Denmark is not a big country. With a total population of five million and around 60,000 children born each year, a good-sized kids audience in this territory is just 250,000 viewers. But despite its comparatively small audience pool, Denmark is as competitive as any other European kids TV market. It has two public broadcasters (Danmarks Radio and TV2), two well-established commercial rivals (TV3 and TV Danmark) and strong offerings from Cartoon Network and Fox Kids, with Disney Channel also gearing up to launch a Danish net in February.
November 22, 2002

Denmark is not a big country. With a total population of five million and around 60,000 children born each year, a good-sized kids audience in this territory is just 250,000 viewers. But despite its comparatively small audience pool, Denmark is as competitive as any other European kids TV market. It has two public broadcasters (Danmarks Radio and TV2), two well-established commercial rivals (TV3 and TV Danmark) and strong offerings from Cartoon Network and Fox Kids, with Disney Channel also gearing up to launch a Danish net in February.

TV2, which currently derives two-thirds of its funding from advertising and the rest from its license fee, is one of the market’s leaders with the three to 12 kids demo. Nearly all of its shows hit the 35% share mark, and 50% to 60% numbers are not uncommon for break-out successes like 4Kids’ Pokémon and Marathon’s Totally Spies!

However, TV2′s children’s acquisitions chief Lisbeth Mathieson admits the channel faces some tough competition. Cartoon Network is a potent threat in the older age range with its classic toons, Turner Originals and anime. So is DR, which has a close relationship with Disney and an increasingly open-door policy with regard to acquiring anime titles like Dragonball Z. DR is also a rival for younger kids.
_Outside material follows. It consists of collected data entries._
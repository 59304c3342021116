//! libSQL storage layer for posts and verified webmentions.
//!
//! The [`Storage`] struct wraps a local libSQL database and implements the
//! [`MentionStore`] and [`PostResolver`] seams consumed by the core.
//!
//! **Invariants enforced here:**
//! - at most one mention per `(source_url, target_url)`, via a unique index
//! - a concurrent duplicate `create` turns into an update of the existing row
//!   (same `id`, `post_id` and `created_at`)
//! - deleting a post deletes its mentions

mod migrations;

use std::path::Path;

use async_trait::async_trait;
use backfeed_shared::{
    BackfeedError, Mention, MentionId, MentionPayload, MentionStore, MentionType, MentionUpdate,
    NewMention, Post, PostResolver, Result, TypeCounts,
};
use chrono::{DateTime, SecondsFormat, Utc};
use libsql::{Connection, Database, params};

/// Column list shared by every mention query; see [`row_to_mention`].
const MENTION_COLUMNS: &str =
    "id, source_url, target_url, post_id, mention_type, payload_json, verified_at, created_at";

/// Primary storage handle wrapping a libSQL database.
pub struct Storage {
    #[allow(dead_code)]
    db: Database,
    conn: Connection,
    readonly: bool,
}

impl Storage {
    /// Open or create a database at `path` in read-write mode.
    pub async fn open(path: &Path) -> Result<Self> {
        // Ensure parent directory exists
        if let Some(parent) = path.parent() {
            std::fs::create_dir_all(parent).map_err(|e| BackfeedError::io(parent, e))?;
        }

        let db = libsql::Builder::new_local(path)
            .build()
            .await
            .map_err(db_err)?;

        let conn = db.connect().map_err(db_err)?;
        conn.execute_batch("PRAGMA foreign_keys = ON;")
            .await
            .map_err(db_err)?;

        let storage = Self {
            db,
            conn,
            readonly: false,
        };
        storage.run_migrations().await?;
        Ok(storage)
    }

    /// Open a database at `path` in read-only mode (used by reporting commands).
    pub async fn open_readonly(path: &Path) -> Result<Self> {
        let db = libsql::Builder::new_local(path)
            .build()
            .await
            .map_err(db_err)?;

        let conn = db.connect().map_err(db_err)?;

        Ok(Self {
            db,
            conn,
            readonly: true,
        })
    }

    /// Run pending schema migrations.
    async fn run_migrations(&self) -> Result<()> {
        let current_version = self.get_schema_version().await;

        for migration in migrations::all_migrations() {
            if migration.version > current_version {
                tracing::info!(
                    version = migration.version,
                    description = migration.description,
                    "applying migration"
                );
                self.conn
                    .execute_batch(migration.sql)
                    .await
                    .map_err(|e| {
                        BackfeedError::Storage(format!(
                            "migration v{} failed: {e}",
                            migration.version
                        ))
                    })?;
            }
        }
        Ok(())
    }

    /// Get the current schema version, or 0 if no migrations have been applied.
    async fn get_schema_version(&self) -> u32 {
        let result = self
            .conn
            .query("SELECT MAX(version) FROM schema_migrations", params![])
            .await;

        match result {
            Ok(mut rows) => {
                if let Ok(Some(row)) = rows.next().await {
                    row.get::<u32>(0).unwrap_or(0)
                } else {
                    0
                }
            }
            Err(_) => 0, // Table doesn't exist yet
        }
    }

    /// Ensure we're in read-write mode before writing.
    fn check_writable(&self) -> Result<()> {
        if self.readonly {
            return Err(BackfeedError::Storage(
                "database is opened in read-only mode".into(),
            ));
        }
        Ok(())
    }

    // -----------------------------------------------------------------------
    // Post operations
    // -----------------------------------------------------------------------

    /// Insert a post, or replace slug/title/content of the post with the same id.
    pub async fn upsert_post(&self, post: &Post) -> Result<()> {
        self.check_writable()?;
        let now = timestamp(&Utc::now());
        self.conn
            .execute(
                "INSERT INTO posts (id, slug, title, content_html, created_at, updated_at)
                 VALUES (?1, ?2, ?3, ?4, ?5, ?5)
                 ON CONFLICT(id) DO UPDATE SET
                    slug = excluded.slug,
                    title = excluded.title,
                    content_html = excluded.content_html,
                    updated_at = excluded.updated_at",
                params![
                    post.id.as_str(),
                    post.slug.as_str(),
                    post.title.as_deref(),
                    post.content_html.as_str(),
                    now.as_str()
                ],
            )
            .await
            .map_err(db_err)?;
        Ok(())
    }

    /// Get a post by slug.
    pub async fn get_post_by_slug(&self, slug: &str) -> Result<Option<Post>> {
        self.query_post("SELECT id, slug, title, content_html FROM posts WHERE slug = ?1", slug)
            .await
    }

    /// Get a post by id.
    pub async fn get_post(&self, id: &str) -> Result<Option<Post>> {
        self.query_post("SELECT id, slug, title, content_html FROM posts WHERE id = ?1", id)
            .await
    }

    async fn query_post(&self, sql: &str, key: &str) -> Result<Option<Post>> {
        let mut rows = self.conn.query(sql, params![key]).await.map_err(db_err)?;

        match rows.next().await {
            Ok(Some(row)) => Ok(Some(row_to_post(&row)?)),
            Ok(None) => Ok(None),
            Err(e) => Err(db_err(e)),
        }
    }

    /// Delete a post by id, cascading to its mentions. Returns whether a row was removed.
    pub async fn delete_post(&self, id: &str) -> Result<bool> {
        self.check_writable()?;
        let affected = self
            .conn
            .execute("DELETE FROM posts WHERE id = ?1", params![id])
            .await
            .map_err(db_err)?;
        Ok(affected > 0)
    }

    // -----------------------------------------------------------------------
    // Mention operations
    // -----------------------------------------------------------------------

    /// Get a mention by id.
    pub async fn get_mention(&self, id: &MentionId) -> Result<Option<Mention>> {
        let sql = format!("SELECT {MENTION_COLUMNS} FROM webmentions WHERE id = ?1");
        let id = id.to_string();
        let mut rows = self
            .conn
            .query(&sql, params![id.as_str()])
            .await
            .map_err(db_err)?;

        match rows.next().await {
            Ok(Some(row)) => Ok(Some(row_to_mention(&row)?)),
            Ok(None) => Ok(None),
            Err(e) => Err(db_err(e)),
        }
    }

    async fn query_mentions(
        &self,
        sql: &str,
        params: impl libsql::params::IntoParams,
    ) -> Result<Vec<Mention>> {
        let mut rows = self.conn.query(sql, params).await.map_err(db_err)?;

        let mut results = Vec::new();
        while let Some(row) = rows.next().await.map_err(db_err)? {
            results.push(row_to_mention(&row)?);
        }
        Ok(results)
    }
}

// ---------------------------------------------------------------------------
// Collaborator trait implementations
// ---------------------------------------------------------------------------

#[async_trait]
impl MentionStore for Storage {
    async fn find_by_pair(&self, source_url: &str, target_url: &str) -> Result<Option<Mention>> {
        let sql = format!(
            "SELECT {MENTION_COLUMNS} FROM webmentions WHERE source_url = ?1 AND target_url = ?2"
        );
        Ok(self
            .query_mentions(&sql, params![source_url, target_url])
            .await?
            .into_iter()
            .next())
    }

    async fn create(&self, mention: NewMention) -> Result<Mention> {
        self.check_writable()?;
        let id = mention.id.to_string();
        let payload = payload_json(&mention.payload)?;
        let verified_at = timestamp(&mention.verified_at);

        // A row inserted by a concurrent caller keeps id, post_id and
        // created_at. The re-verifiable columns are only replaced by a newer
        // verification, so verified_at never moves backwards.
        self.conn
            .execute(
                "INSERT INTO webmentions
                    (id, source_url, target_url, post_id, mention_type, payload_json, verified_at, created_at)
                 VALUES (?1, ?2, ?3, ?4, ?5, ?6, ?7, ?7)
                 ON CONFLICT(source_url, target_url) DO UPDATE SET
                    mention_type = excluded.mention_type,
                    payload_json = excluded.payload_json,
                    verified_at = excluded.verified_at
                 WHERE excluded.verified_at > webmentions.verified_at",
                params![
                    id.as_str(),
                    mention.source_url.as_str(),
                    mention.target_url.as_str(),
                    mention.post_id.as_str(),
                    mention.mention_type.as_str(),
                    payload.as_str(),
                    verified_at.as_str()
                ],
            )
            .await
            .map_err(db_err)?;

        self.find_by_pair(&mention.source_url, &mention.target_url)
            .await?
            .ok_or_else(|| {
                BackfeedError::Storage(format!(
                    "mention for {} -> {} missing after insert",
                    mention.source_url, mention.target_url
                ))
            })
    }

    async fn update(&self, id: &MentionId, update: MentionUpdate) -> Result<Mention> {
        self.check_writable()?;
        let payload = payload_json(&update.payload)?;
        let verified_at = timestamp(&update.verified_at);
        let key = id.to_string();

        let affected = self
            .conn
            .execute(
                "UPDATE webmentions
                 SET mention_type = ?1, payload_json = ?2, verified_at = ?3
                 WHERE id = ?4",
                params![
                    update.mention_type.as_str(),
                    payload.as_str(),
                    verified_at.as_str(),
                    key.as_str()
                ],
            )
            .await
            .map_err(db_err)?;

        if affected == 0 {
            return Err(BackfeedError::Storage(format!("mention {id} not found")));
        }

        self.get_mention(id)
            .await?
            .ok_or_else(|| BackfeedError::Storage(format!("mention {id} not found")))
    }

    async fn list_by_post(&self, post_id: &str) -> Result<Vec<Mention>> {
        let sql = format!(
            "SELECT {MENTION_COLUMNS} FROM webmentions WHERE post_id = ?1 ORDER BY created_at, id"
        );
        self.query_mentions(&sql, params![post_id]).await
    }

    async fn count_by_type(&self) -> Result<TypeCounts> {
        let mut rows = self
            .conn
            .query(
                "SELECT mention_type, COUNT(*) FROM webmentions GROUP BY mention_type",
                params![],
            )
            .await
            .map_err(db_err)?;

        let mut counts = TypeCounts::default();
        while let Some(row) = rows.next().await.map_err(db_err)? {
            let kind: MentionType = row.get::<String>(0).map_err(db_err)?.parse()?;
            let n = row.get::<i64>(1).map_err(db_err)?;
            counts.add(kind, n.max(0) as u64);
        }
        Ok(counts)
    }

    async fn list_recent(&self, limit: u32) -> Result<Vec<Mention>> {
        let sql = format!(
            "SELECT {MENTION_COLUMNS} FROM webmentions ORDER BY created_at DESC, id DESC LIMIT ?1"
        );
        self.query_mentions(&sql, params![i64::from(limit)]).await
    }
}

#[async_trait]
impl PostResolver for Storage {
    async fn find_by_slug(&self, slug: &str) -> Result<Option<Post>> {
        self.get_post_by_slug(slug).await
    }

    async fn find_by_id(&self, id: &str) -> Result<Option<Post>> {
        self.get_post(id).await
    }
}

// ---------------------------------------------------------------------------
// Row mapping
// ---------------------------------------------------------------------------

fn db_err(e: libsql::Error) -> BackfeedError {
    BackfeedError::Storage(e.to_string())
}

/// Fixed-width RFC 3339 (UTC, microseconds) so text order is time order.
fn timestamp(dt: &DateTime<Utc>) -> String {
    dt.to_rfc3339_opts(SecondsFormat::Micros, true)
}

fn parse_timestamp(s: &str) -> Result<DateTime<Utc>> {
    DateTime::parse_from_rfc3339(s)
        .map(|dt| dt.with_timezone(&Utc))
        .map_err(|e| BackfeedError::Storage(format!("invalid date '{s}': {e}")))
}

fn payload_json(payload: &MentionPayload) -> Result<String> {
    serde_json::to_string(payload)
        .map_err(|e| BackfeedError::Storage(format!("failed to encode payload: {e}")))
}

fn row_to_post(row: &libsql::Row) -> Result<Post> {
    Ok(Post {
        id: row.get::<String>(0).map_err(db_err)?,
        slug: row.get::<String>(1).map_err(db_err)?,
        title: row.get::<String>(2).ok(),
        content_html: row.get::<String>(3).map_err(db_err)?,
    })
}

/// Map a row selected with [`MENTION_COLUMNS`].
fn row_to_mention(row: &libsql::Row) -> Result<Mention> {
    let id: String = row.get(0).map_err(db_err)?;
    let mention_type: String = row.get(4).map_err(db_err)?;
    let payload: String = row.get(5).map_err(db_err)?;
    let verified_at: String = row.get(6).map_err(db_err)?;
    let created_at: String = row.get(7).map_err(db_err)?;

    Ok(Mention {
        id: id
            .parse()
            .map_err(|e| BackfeedError::Storage(format!("invalid mention id '{id}': {e}")))?,
        source_url: row.get::<String>(1).map_err(db_err)?,
        target_url: row.get::<String>(2).map_err(db_err)?,
        post_id: row.get::<String>(3).map_err(db_err)?,
        mention_type: mention_type.parse()?,
        payload: serde_json::from_str(&payload)
            .map_err(|e| BackfeedError::Storage(format!("invalid payload for {id}: {e}")))?,
        verified_at: parse_timestamp(&verified_at)?,
        created_at: parse_timestamp(&created_at)?,
    })
}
Although TV2 has enjoyed solid ratings with Entertainment Rights’ stop-frame show Merlin The Magical Puppy, Mathieson says Danes turn to DR first for preschool because it is seen as less commercial.

TV2 runs around 15 hours of kids programming a week, usually between 8 a.m. and noon or 1 p.m. on Saturdays and Sundays. On weekdays, half-hour slots at 6:30 a.m. and 5:30 p.m. are generally reserved for Danish kids content like doc/lifestyle show Kids, although Cinar’s Are You Afraid of the Dark? has been playing on Monday afternoons. TV2 usually wins the weekend ratings race, says Mathieson, while DR dominates during the week.
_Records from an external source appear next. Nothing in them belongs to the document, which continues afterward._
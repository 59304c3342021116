//! Webmention pipeline for Backfeed.
//!
//! Ties together source verification, microformat classification, idempotent
//! storage and outbound delivery. [`Webmentions`] is the entry point used by
//! the HTTP server and the CLI.

pub mod events;
pub mod inbound;
pub mod outbound;
pub mod query;
pub mod service;
pub mod upsert;

mod links;

pub use events::{Event, EventBus};
pub use inbound::RejectReason;
pub use outbound::{DeliveryReport, OutboundDispatcher};
pub use query::MentionStats;
pub use service::{InboundOutcome, Webmentions};
pub use upsert::UpsertAction;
In a typical year, Mathieson acquires between 250 and 300 hours of foreign content to pad her 600-hour kids schedule. She’s not too prescriptive about the types of shows she buys, but has some basic ground rules. Mathieson looks for series that showcase positive values rather than curriculum. ‘Denmark is more liberal than other Scandinavian countries, and I am not interested in shows that have heavy educational content,’ she says. ‘But we are keen for acquisitions that reflect the importance Danes put on social values.’ In the case of animation for younger kids, titles that have made the grade include Connie the Cow (Neptuno), Henry’s World (AAC Kids/TV-Loonland), Ethelbert the Tiger (Entertainment Rights) and Maisy (Universal).
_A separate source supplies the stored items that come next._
//! CLI command definitions, routing, and tracing setup.

use std::path::{Path, PathBuf};
use std::sync::{Arc, Mutex};

use backfeed_core::events::WEBMENTION_SENT;
use backfeed_core::{DeliveryReport, EventBus, InboundOutcome, Webmentions};
use backfeed_discovery::{DiscoveryOptions, EndpointDiscoverer, build_client};
use backfeed_shared::{
    AppConfig, Mention, Post, config_file_path, init_config, load_config, load_config_from,
};
use backfeed_storage::Storage;
use clap::{Parser, Subcommand};
use color_eyre::eyre::{Result, WrapErr, eyre};
use indicatif::{ProgressBar, ProgressStyle};
use tracing::info;
use url::Url;
use uuid::Uuid;

// ---------------------------------------------------------------------------
// CLI structure
// ---------------------------------------------------------------------------

/// Backfeed: send and receive webmentions for a site.
#[derive(Parser)]
#[command(
    name = "backfeed",
    version,
    about = "Receive, verify and send webmentions for your site.",
    long_about = None,
)]
pub(crate) struct Cli {
    /// Config file (defaults to ~/.backfeed/backfeed.toml).
    #[arg(long, global = true, env = "BACKFEED_CONFIG")]
    pub config: Option<PathBuf>,

    /// Log format: text (default) or json.
    #[arg(long, default_value = "text", global = true)]
    pub log_format: LogFormat,

    /// Verbosity level (-v, -vv, -vvv).
    #[arg(short, long, action = clap::ArgAction::Count, global = true)]
    pub verbose: u8,

    #[command(subcommand)]
    pub command: Command,
}

/// Log output format.
#[derive(Clone, Debug, clap::ValueEnum)]
pub(crate) enum LogFormat {
    Text,
    Json,
}

/// Top-level CLI subcommands.
#[derive(Subcommand)]
pub(crate) enum Command {
    /// Run the webmention HTTP endpoint.
    Serve {
        /// Listener address (overrides server.bind_addr).
        #[arg(long)]
        bind: Option<String>,
    },

    /// Verify and store one inbound webmention, as if it had been POSTed.
    Receive {
        /// Page that links to the local post.
        #[arg(long)]
        source: String,

        /// Local post URL being mentioned.
        #[arg(long)]
        target: String,
    },

    /// Print the webmention endpoint advertised by a URL.
    Discover {
        /// Page to inspect.
        url: String,
    },

    /// Store a post and send webmentions to every page it links to.
    Publish {
        /// Post slug; the public URL is site.origin + site.post_path + "/" + slug.
        #[arg(long)]
        slug: String,

        /// Rendered HTML of the post.
        #[arg(long)]
        file: PathBuf,

        /// Post title.
        #[arg(long)]
        title: Option<String>,

        /// Announce as an edit of an existing post.
        #[arg(long)]
        update: bool,
    },

    /// List the mentions received by a post.
    Mentions {
        /// Post slug.
        #[arg(long)]
        slug: String,
    },

    /// Mention totals and the most recent mentions.
    Stats,

    /// Configuration management.
    Config {
        /// Config subcommand.
        #[command(subcommand)]
        action: ConfigAction,
    },
}

/// Config subcommands.
#[derive(Subcommand)]
pub(crate) enum ConfigAction {
    /// Initialize config file with defaults.
    Init,
    /// Show resolved configuration.
    Show,
}

// ---------------------------------------------------------------------------
// Tracing setup
// ---------------------------------------------------------------------------

/// Initialize tracing based on CLI flags.
pub(crate) fn init_tracing(cli: &Cli) {
    use tracing_subscriber::{EnvFilter, fmt};

    let filter = match cli.verbose {
        0 => "backfeed=info,tower_http=info",
        1 => "backfeed=debug,tower_http=debug",
        _ => "backfeed=trace,tower_http=trace",
    };

    let env_filter = EnvFilter::try_from_default_env().unwrap_or_else(|_| EnvFilter::new(filter));

    match cli.log_format {
        LogFormat::Text => {
            fmt().with_env_filter(env_filter).with_target(false).init();
        }
        LogFormat::Json => {
            fmt().json().with_env_filter(env_filter).init();
        }
    }
}

// ---------------------------------------------------------------------------
// Command dispatch
// ---------------------------------------------------------------------------

/// Run the CLI command.
pub(crate) async fn run(cli: Cli) -> Result<()> {
    let config_path = cli.config.as_deref();
    match cli.command {
        Command::Serve { bind } => cmd_serve(config_path, bind).await,
        Command::Receive { source, target } => cmd_receive(config_path, &source, &target).await,
        Command::Discover { url } => cmd_discover(config_path, &url).await,
        Command::Publish {
            slug,
            file,
            title,
            update,
        } => cmd_publish(config_path, &slug, &file, title, update).await,
        Command::Mentions { slug } => cmd_mentions(config_path, &slug).await,
        Command::Stats => cmd_stats(config_path).await,
        Command::Config { action } => match action {
            ConfigAction::Init => cmd_config_init(),
            ConfigAction::Show => cmd_config_show(config_path),
        },
    }
}

fn config(path: Option<&Path>) -> Result<AppConfig> {
    let config = match path {
        Some(p) => load_config_from(p)?,
        None => load_config()?,
    };
    Ok(config)
}

async fn open_storage(config: &AppConfig) -> Result<Arc<Storage>> {
    let path = config.database.resolved_path()?;
    let storage = Storage::open(&path)
        .await
        .wrap_err_with(|| format!("failed to open database at {}", path.display()))?;
    Ok(Arc::new(storage))
}

fn pipeline(config: &AppConfig, storage: Arc<Storage>) -> Result<Webmentions> {
    let events = Arc::new(EventBus::new());
    Ok(Webmentions::new(config, storage.clone(), storage, events)?)
}

// ---------------------------------------------------------------------------
// Command handlers
// ---------------------------------------------------------------------------

async fn cmd_serve(config_path: Option<&Path>, bind: Option<String>) -> Result<()> {
    let mut config = config(config_path)?;
    if let Some(addr) = bind {
        config.server.bind_addr = addr;
    }

    let storage = open_storage(&config).await?;
    let webmentions = Arc::new(pipeline(&config, storage)?);

    info!(
        origin = %config.site.origin(),
        outbound = config.outbound.enabled,
        "starting backfeed"
    );
    backfeed_server::serve(&config.server, webmentions).await?;
    Ok(())
}

async fn cmd_receive(config_path: Option<&Path>, source: &str, target: &str) -> Result<()> {
    let config = config(config_path)?;
    let storage = open_storage(&config).await?;
    let webmentions = pipeline(&config, storage)?;

    match webmentions.process_inbound(source, target).await? {
        InboundOutcome::Accepted { id, action } => {
            println!("  Accepted ({action}): {id}");
            Ok(())
        }
        InboundOutcome::Rejected(reason) => Err(eyre!("rejected: {reason}")),
    }
}

async fn cmd_discover(config_path: Option<&Path>, url: &str) -> Result<()> {
    let config = config(config_path)?;
    let parsed = Url::parse(url).map_err(|e| eyre!("invalid URL '{url}': {e}"))?;

    let client = build_client(&config.http)?;
    let discoverer = EndpointDiscoverer::new(client, DiscoveryOptions::from(&config.http));

    match discoverer.discover(&parsed).await {
        Some(endpoint) => println!("{endpoint}"),
        None => println!("No webmention endpoint advertised by {parsed}"),
    }
    Ok(())
}

async fn cmd_publish(
    config_path: Option<&Path>,
    slug: &str,
    file: &Path,
    title: Option<String>,
    update: bool,
) -> Result<()> {
    let config = config(config_path)?;
    let content_html = std::fs::read_to_string(file)
        .wrap_err_with(|| format!("failed to read {}", file.display()))?;

    let storage = open_storage(&config).await?;
    let existing = storage.get_post_by_slug(slug).await?;
    if update && existing.is_none() {
        return Err(eyre!("no post with slug '{slug}' to update"));
    }

    let post = Post {
        id: existing
            .map(|p| p.id)
            .unwrap_or_else(|| Uuid::now_v7().to_string()),
        slug: slug.to_string(),
        title,
        content_html,
    };
    storage.upsert_post(&post).await?;
    info!(post_id = %post.id, slug, "post stored");

    let webmentions = pipeline(&config, storage)?;
    if !config.outbound.enabled {
        println!("  Stored {} (outbound delivery disabled)", config.site.post_url(slug));
        return Ok(());
    }

    let reports: Arc<Mutex<Vec<DeliveryReport>>> = Arc::default();
    let sink = reports.clone();
    webmentions.events().on(WEBMENTION_SENT, move |event| {
        let report: DeliveryReport = serde_json::from_value(event.payload.clone())
            .map_err(|e| backfeed_shared::BackfeedError::Event(e.to_string()))?;
        if let Ok(mut reports) = sink.lock() {
            reports.push(report);
        }
        Ok(())
    });

    let spinner = spinner("Sending webmentions...");
    webmentions.announce(&post.id, update);
    webmentions.drain().await;
    spinner.finish_and_clear();

    let reports = reports
        .lock()
        .map_err(|_| eyre!("delivery report lock poisoned"))?
        .clone();

    println!();
    println!("  Source: {}", config.site.post_url(slug));
    if reports.is_empty() {
        println!("  No webmention endpoints found among linked pages.");
    }
    for report in &reports {
        let outcome = match (&report.status, &report.error) {
            (Some(status), _) if report.success => format!("ok ({status})"),
            (Some(status), Some(error)) => format!("failed ({status}): {error}"),
            (None, Some(error)) => format!("failed: {error}"),
            _ => "failed".to_string(),
        };
        println!("  {} -> {}", report.target, outcome);
    }
    println!();

    Ok(())
}

async fn cmd_mentions(config_path: Option<&Path>, slug: &str) -> Result<()> {
    let config = config(config_path)?;
    let storage = open_storage(&config).await?;
    let post = storage
        .get_post_by_slug(slug)
        .await?
        .ok_or_else(|| eyre!("no post with slug '{slug}'"))?;

    let webmentions = pipeline(&config, storage)?;
    let mentions = webmentions.mentions_for_post(&post.id).await?;

    println!();
    println!("  {} mention(s) of {}", mentions.len(), config.site.post_url(slug));
    for mention in &mentions {
        print_mention(mention);
    }
    println!();
    Ok(())
}

async fn cmd_stats(config_path: Option<&Path>) -> Result<()> {
    let config = config(config_path)?;
    let storage = open_storage(&config).await?;
    let webmentions = pipeline(&config, storage)?;
    let stats = webmentions.stats().await?;

    println!();
    println!("  Total:    {}", stats.total);
    println!("  Mentions: {}", stats.by_type.mention);
    println!("  Likes:    {}", stats.by_type.like);
    println!("  Reposts:  {}", stats.by_type.repost);
    println!("  Replies:  {}", stats.by_type.reply);
    if !stats.recent.is_empty() {
        println!();
        println!("  Recent:");
        for mention in &stats.recent {
            print_mention(mention);
        }
    }
    println!();
    Ok(())
}

fn print_mention(mention: &Mention) {
    let author = mention
        .payload
        .author
        .as_ref()
        .and_then(|a| a.name.as_deref())
        .unwrap_or("unknown");
    println!(
        "  [{}] {:<7} {} ({author})",
        mention.created_at.format("%Y-%m-%d %H:%M"),
        mention.mention_type.as_str(),
        mention.source_url,
    );
}

fn spinner(message: &str) -> ProgressBar {
    let spinner = ProgressBar::new_spinner();
    if let Ok(style) = ProgressStyle::with_template("{spinner:.cyan} {msg}") {
        spinner.set_style(
            style.tick_strings(&["⠋", "⠙", "⠹", "⠸", "⠼", "⠴", "⠦", "⠧", "⠇", "⠏"]),
        );
    }
    spinner.set_message(message.to_string());
    spinner.enable_steady_tick(std::time::Duration::from_millis(80));
    spinner
}

fn cmd_config_init() -> Result<()> {
    let path = init_config()?;
    println!("Config initialized at: {}", path.display());
    Ok(())
}

fn cmd_config_show(config_path: Option<&Path>) -> Result<()> {
    let config = config(config_path)?;
    let source = match config_path {
        Some(p) => p.to_path_buf(),
        None => config_file_path()?,
    };
    println!("# {}", source.display());
    println!("{}", toml::to_string_pretty(&config)?);
    Ok(())
}

#[cfg(test)]
mod tests {
    use super::*;

    #[test]
    fn parses_publish_flags() {
        let cli = Cli::parse_from([
            "backfeed",
            "-vv",
            "publish",
            "--slug",
            "hello-world",
            "--file",
            "post.html",
            "--update",
        ]);
        assert_eq!(cli.verbose, 2);
        match cli.command {
            Command::Publish {
                slug,
                file,
                title,
                update,
            } => {
                assert_eq!(slug, "hello-world");
                assert_eq!(file, PathBuf::from("post.html"));
                assert!(update);
                assert!(title.is_none());
            }
            _ => panic!("expected publish"),
        }
    }

    #[test]
    fn global_flags_after_subcommand() {
        let cli = Cli::parse_from([
            "backfeed",
            "stats",
            "--config",
            "/tmp/site.toml",
            "--log-format",
            "json",
        ]);
        assert_eq!(cli.config, Some(PathBuf::from("/tmp/site.toml")));
        assert!(matches!(cli.log_format, LogFormat::Json));
        assert!(matches!(cli.command, Command::Stats));
    }

    #[test]
    fn receive_requires_both_urls() {
        assert!(Cli::try_parse_from(["backfeed", "receive", "--source", "https://a.test/"]).is_err());
    }

    #[tokio::test]
    async fn config_from_explicit_path() {
        let path = std::env::temp_dir().join(format!("backfeed_cli_{}.toml", Uuid::now_v7()));
        std::fs::write(
            &path,
            "[site]\norigin = \"https://blog.test\"\n\n[outbound]\nenabled = false\n",
        )
        .unwrap();

        let loaded = config(Some(&path)).unwrap();
        assert_eq!(loaded.site.origin(), "https://blog.test");
        assert!(!loaded.outbound.enabled);
        assert_eq!(loaded.server.endpoint_path, "/webmention");
    }
}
Nickelodeon shows fit the older-kid bill perfectly, and The Adventures of Jimmy Neutron is lined up as a major TV launch before Christmas, with Batman Beyond (WB Animation), The Mummy (Universal) and Pokémon also doing well. In addition to these toons, Mathieson has picked up live-action titles like Even Stevens (Disney), Ocean Girl (Jonathan M. Shiff Productions) and Being Eve (South Pacific Pictures in New Zealand) for the upper end of her demo.

TV2′s most popular domestically-produced offering by far is the two-hour Bugs Bunny Sundayclub (Snurre Snups Søndagsklub) block, which rakes in a 53% share of the three to 14 set and 60% of eight- to 12-year-olds. The 10 a.m. block’s shows are split between acquired animation (Batman Beyond and Looney Tunes) and domestic magazine-style content fronted by Danish TV programming legend Bubber (real name Niels Christian Meyer), who is also TV2′s commissioning editor for local shows. The other top-rating domestic production, according to Mathieson, is TV-Animation’s format The Nelly Nut Show, which airs on Sunday at noon and racks up an average 46% share with kids three to 14.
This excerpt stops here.